Élie Rouby est issu d’un milieu de notables correziens. Il est fils de Jean Bernard Rouby, dit Hippolyte (son dernier prénom), médecin, maire de Lapleau, sénateur de la Corrèze et président du conseil général, et de Jeanne Cluzeau son épouse, sans profession. Il appartenait à un clan politico-familial, les Labrousse-Rouby-Dellestable, surnommé le « syndicat des cousins » qui régna longtemps sur la vie politique corrézienne, en marge des radicaux-socialistes. Ses parents étaient catholiques. Il suivit des études secondaires. Il a épousé Édith, le 16 janvier 1925 à Limoges, dont il eut deux filles, puis se remaria le 6 mars 1961 à Paris XVIe arr..

Engagé volontaire pour trois ans en avril 1914, Élie Rouby fut affecté au 21e Régiment de chasseurs. Combattant en septembre 1915, il a été promu maréchal des logis, puis fut muté au 1er groupe d’Aviation en février 1917. Sergent pilote de l’escadrille Br 127, il effectua 25 missions de bombardement et obtint deux citations. Il fut démobilisé avec le grade d’adjudant.

Élie Rouby fut industriel, il dirigeait la société française d’électro-chimie de Bagnac-Larive, de 1927 à 1938, exerçant par ailleurs la fonction de PDG de la société française d’électrochimie à Limoges.

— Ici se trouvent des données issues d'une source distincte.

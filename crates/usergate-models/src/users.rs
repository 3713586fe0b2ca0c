//! User data models and DTOs.
//!
//! - [`User`]: the stored record, including the password hash
//! - [`NewUser`]: a record about to be inserted (no id yet)
//! - [`CreateUserDto`] / [`UpdateUserDto`]: validated request bodies
//! - [`UserResponse`]: what clients see; never carries the password hash

use serde::{Deserialize, Serialize};
use sqlx::FromRow;
use usergate_core::{AppError, verify_password};
use utoipa::ToSchema;
use validator::Validate;

use crate::validation::not_blank;

/// A user record as held by the user store.
///
/// Deleted users are kept with `deleted = true` so their email stays taken.
#[derive(Debug, Clone, PartialEq, Eq, FromRow)]
pub struct User {
    pub id: i64,
    pub name: String,
    pub email: String,
    pub password_hash: String,
    pub deleted: bool,
}

impl User {
    /// Checks `password` against the stored hash.
    pub fn authenticate(&self, password: &str) -> Result<bool, AppError> {
        if self.deleted {
            return Ok(false);
        }
        verify_password(password, &self.password_hash)
    }

    pub fn change_profile(&mut self, name: String, password_hash: String) {
        self.name = name;
        self.password_hash = password_hash;
    }
}

#[derive(Debug, Clone, PartialEq, Eq)]
pub struct NewUser {
    pub name: String,
    pub email: String,
    pub password_hash: String,
}

/// Registration body for `POST /users`.
#[derive(Deserialize, Debug, Clone, Validate, ToSchema)]
pub struct CreateUserDto {
    #[validate(email(message = "email must be a valid address"))]
    pub email: String,
    #[validate(custom(function = "not_blank", message = "name is required"))]
    pub name: String,
    #[validate(length(min = 4, max = 1024, message = "password must be 4 to 1024 characters"))]
    pub password: String,
}

/// Profile update body for `PATCH /users/{id}`.
#[derive(Deserialize, Debug, Clone, Validate, ToSchema)]
pub struct UpdateUserDto {
    #[validate(custom(function = "not_blank", message = "name is required"))]
    pub name: String,
    #[validate(length(min = 4, max = 1024, message = "password must be 4 to 1024 characters"))]
    pub password: String,
}

#[derive(Serialize, Deserialize, Debug, Clone, PartialEq, Eq, ToSchema)]
pub struct UserResponse {
    pub id: i64,
    pub email: String,
    pub name: String,
}

impl From<&User> for UserResponse {
    fn from(user: &User) -> Self {
        Self {
            id: user.id,
            email: user.email.clone(),
            name: user.name.clone(),
        }
    }
}

impl From<User> for UserResponse {
    fn from(user: User) -> Self {
        Self {
            id: user.id,
            email: user.email,
            name: user.name,
        }
    }
}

À l’issue de la Première Guerre mondiale, le 20 février 1921, Élie Rouby, succédant à son père mort en décembre 1920, fut élu maire de la petite commune de Lapleau (850 habitants) et conseiller général radical socialiste du canton. Il devait conserver ces deux mandats sans interruption jusqu’à l’Occupation. Mais il ne put briguer le siège parlementaire paternel immédiatement. En 1924, il fut simple candidat à la candidature sur la liste de Cartel des gauches, arrivé en dernière position. En 1932, il était au premier tour candidat sur le siège de l’arrondissement de Tulle, qui fut emporté par le député radical sortant, Jacques de Chammard.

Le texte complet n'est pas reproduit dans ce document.